Charles Dwyer

Personal information
- Native name: Cathal Ó Duibhir (Irish)
- Nickname: Cha
- Born: 1994 (age 31–32) Ballinakill, County Laois, Ireland
- Occupation: Student

Sport
- Sport: Hurling
- Position: Left wing-forward

Club
- Years: Club
- Ballinakill

Club titles
- Laois titles: 0

College
- Years: College
- Carlow Institute of Technology

Inter-county*
- Years: County / Apps (scores)
- 2013-present: Laois / 12 (1-22)

Inter-county titles
- Leinster titles: 0
- All-Irelands: 0
- NHL: 0
- All Stars: 0
- *Inter County team apps and scores correct as of 11:31, 6 July 2015.

= Charles Dwyer =

Irish hurler

Charles "Cha" Dwyer (born 1994) is an Irish hurler who plays as a left wing-forward for the Laois senior team.

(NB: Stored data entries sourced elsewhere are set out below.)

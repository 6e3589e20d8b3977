//! Script Murder action route.

use axum::{
    Json, Router,
    extract::{Path, State},
    routing::post,
};

use crate::{
    dto::script_murder::{ScriptMurderRequest, ScriptMurderResponse},
    error::{AppError, ErrorBody},
    routes::extract::ApiJson,
    services::{admission::CallerContext, script_murder_service},
    state::SharedState,
};

/// Script Murder endpoints.
pub fn router() -> Router<SharedState> {
    Router::new().route("/rooms/{slug}/script-murder", post(script_action))
}

/// Apply `advance`, `vote` or `punishment_done` and return the new state.
#[utoipa::path(
    post,
    path = "/rooms/{slug}/script-murder",
    tag = "script-murder",
    params(
        ("slug" = String, Path, description = "Room slug"),
        ("X-Client-Id" = Option<String>, Header, description = "Caller identity, compared to the room host on `advance`"),
    ),
    request_body = ScriptMurderRequest,
    responses(
        (status = 200, description = "Action applied", body = ScriptMurderResponse),
        (status = 400, description = "Malformed action", body = ErrorBody),
        (status = 403, description = "Caller is not the host", body = ErrorBody),
        (status = 409, description = "Game has ended", body = ErrorBody),
    )
)]
pub async fn script_action(
    State(state): State<SharedState>,
    caller: CallerContext,
    Path(slug): Path<String>,
    ApiJson(payload): ApiJson<ScriptMurderRequest>,
) -> Result<Json<ScriptMurderResponse>, AppError> {
    let next = script_murder_service::apply_action(&state, &caller, &slug, payload).await?;
    Ok(Json(next.into()))
}
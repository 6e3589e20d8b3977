//! Process-local [`RoomStore`] backed by concurrent maps.
//!
//! Mirrors the semantics of the database backends (unique slugs, one row per
//! game-state key, unconditional upserts) so it can stand in for them in tests and
//! single-node deployments.

use std::{sync::Arc, time::SystemTime};

use dashmap::{DashMap, mapref::entry::Entry};
use futures::future::{BoxFuture, ready};
use serde_json::Value;
use uuid::Uuid;

use crate::dao::{
    models::{GameStateEntity, PlayerEntity, RoomEntity},
    room_store::RoomStore,
    storage::{StorageError, StorageResult},
};

/// Process-local store; contents are lost on restart.
#[derive(Clone, Default)]
pub struct MemoryRoomStore {
    inner: Arc<MemoryInner>,
}

#[derive(Default)]
struct MemoryInner {
    rooms: DashMap<Uuid, RoomEntity>,
    slugs: DashMap<String, Uuid>,
    players: DashMap<Uuid, Vec<PlayerEntity>>,
    game_states: DashMap<(Uuid, String), GameStateEntity>,
}

impl MemoryRoomStore {
    /// Create an empty store.
    pub fn new() -> Self {
        Self::default()
    }

    fn insert_room(&self, room: RoomEntity) -> StorageResult<()> {
        match self.inner.slugs.entry(room.slug.clone()) {
            Entry::Occupied(_) => Err(StorageError::duplicate("room slug", room.slug)),
            Entry::Vacant(slot) => {
                slot.insert(room.id);
                self.inner.rooms.insert(room.id, room);
                Ok(())
            }
        }
    }

    fn find_room_by_slug(&self, slug: &str) -> Option<RoomEntity> {
        let id = *self.inner.slugs.get(slug)?;
        self.inner.rooms.get(&id).map(|room| room.clone())
    }

    fn assign_host_if_unset(&self, room_id: Uuid, host_id: String) -> bool {
        match self.inner.rooms.get_mut(&room_id) {
            Some(mut room) if room.host_id.is_none() => {
                room.host_id = Some(host_id);
                true
            }
            _ => false,
        }
    }

    fn list_players(&self, room_id: Uuid) -> Vec<PlayerEntity> {
        let mut players = self
            .inner
            .players
            .get(&room_id)
            .map(|roster| roster.clone())
            .unwrap_or_default();
        players.sort_by_key(|player| player.order_index);
        players
    }

    fn insert_player(&self, player: PlayerEntity) {
        self.inner
            .players
            .entry(player.room_id)
            .or_default()
            .push(player);
    }

    fn find_player(&self, room_id: Uuid, player_id: Uuid) -> Option<PlayerEntity> {
        let roster = self.inner.players.get(&room_id)?;
        roster.iter().find(|player| player.id == player_id).cloned()
    }

    fn upsert_game_state(&self, room_id: Uuid, game_id: String, payload: Value) -> GameStateEntity {
        let row = GameStateEntity {
            room_id,
            game_id: game_id.clone(),
            payload,
            updated_at: SystemTime::now(),
        };
        self.inner.game_states.insert((room_id, game_id), row.clone());
        row
    }
}

impl RoomStore for MemoryRoomStore {
    fn insert_room(&self, room: RoomEntity) -> BoxFuture<'static, StorageResult<()>> {
        Box::pin(ready(self.insert_room(room)))
    }

    fn find_room_by_slug(
        &self,
        slug: String,
    ) -> BoxFuture<'static, StorageResult<Option<RoomEntity>>> {
        Box::pin(ready(Ok(self.find_room_by_slug(&slug))))
    }

    fn assign_host_if_unset(
        &self,
        room_id: Uuid,
        host_id: String,
    ) -> BoxFuture<'static, StorageResult<bool>> {
        Box::pin(ready(Ok(self.assign_host_if_unset(room_id, host_id))))
    }

    fn list_players(&self, room_id: Uuid) -> BoxFuture<'static, StorageResult<Vec<PlayerEntity>>> {
        Box::pin(ready(Ok(self.list_players(room_id))))
    }

    fn insert_player(&self, player: PlayerEntity) -> BoxFuture<'static, StorageResult<()>> {
        self.insert_player(player);
        Box::pin(ready(Ok(())))
    }

    fn find_player(
        &self,
        room_id: Uuid,
        player_id: Uuid,
    ) -> BoxFuture<'static, StorageResult<Option<PlayerEntity>>> {
        Box::pin(ready(Ok(self.find_player(room_id, player_id))))
    }

    fn find_game_state(
        &self,
        room_id: Uuid,
        game_id: String,
    ) -> BoxFuture<'static, StorageResult<Option<GameStateEntity>>> {
        let row = self
            .inner
            .game_states
            .get(&(room_id, game_id))
            .map(|row| row.clone());
        Box::pin(ready(Ok(row)))
    }

    fn upsert_game_state(
        &self,
        room_id: Uuid,
        game_id: String,
        payload: Value,
    ) -> BoxFuture<'static, StorageResult<GameStateEntity>> {
        Box::pin(ready(Ok(self.upsert_game_state(room_id, game_id, payload))))
    }

    fn health_check(&self) -> BoxFuture<'static, StorageResult<()>> {
        Box::pin(ready(Ok(())))
    }

    fn try_reconnect(&self) -> BoxFuture<'static, StorageResult<()>> {
        Box::pin(ready(Ok(())))
    }
}

#[cfg(test)]
mod tests {
    use serde_json::json;

    use super::*;
    use crate::dao::models::RoomSettingsEntity;

    fn room(slug: &str) -> RoomEntity {
        RoomEntity {
            id: Uuid::new_v4(),
            slug: slug.into(),
            host_id: None,
            password_hash: None,
            settings: RoomSettingsEntity {
                max_players: 12,
                selected_game: None,
                script_room: None,
            },
            created_at: SystemTime::now(),
        }
    }

    #[tokio::test]
    async fn duplicate_slug_is_rejected() {
        let store = MemoryRoomStore::new();
        RoomStore::insert_room(&store, room("abcd1234")).await.unwrap();

        let err = RoomStore::insert_room(&store, room("abcd1234"))
            .await
            .unwrap_err();
        assert!(matches!(err, StorageError::Duplicate { .. }));
    }

    #[tokio::test]
    async fn upsert_replaces_payload_without_merging() {
        let store = MemoryRoomStore::new();
        let room_id = Uuid::new_v4();

        RoomStore::upsert_game_state(&store, room_id, "quiz".into(), json!({"a": 1, "b": 2}))
            .await
            .unwrap();
        RoomStore::upsert_game_state(&store, room_id, "quiz".into(), json!({"c": 3}))
            .await
            .unwrap();

        let row = RoomStore::find_game_state(&store, room_id, "quiz".into())
            .await
            .unwrap()
            .unwrap();
        assert_eq!(row.payload, json!({"c": 3}));
        assert_eq!(store.inner.game_states.len(), 1);
    }

    #[tokio::test]
    async fn host_is_assigned_once() {
        let store = MemoryRoomStore::new();
        let room = room("host0001");
        let room_id = room.id;
        RoomStore::insert_room(&store, room).await.unwrap();

        assert!(
            RoomStore::assign_host_if_unset(&store, room_id, "first".into())
                .await
                .unwrap()
        );
        assert!(
            !RoomStore::assign_host_if_unset(&store, room_id, "second".into())
                .await
                .unwrap()
        );

        let stored = store.find_room_by_slug("host0001").unwrap();
        assert_eq!(stored.host_id.as_deref(), Some("first"));
    }
}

Born in Ballinakill, County Laois, Dwyer first played competitive hurling during his schooling at Castlecomer Community School. He arrived on the inter-county scene at the age of seventeen when he first linked up with the Laois minor team before later joining the under-21 side. He made his senior debut during the 2013 league. Dwyer subsequently became a regular member of the starting fifteen.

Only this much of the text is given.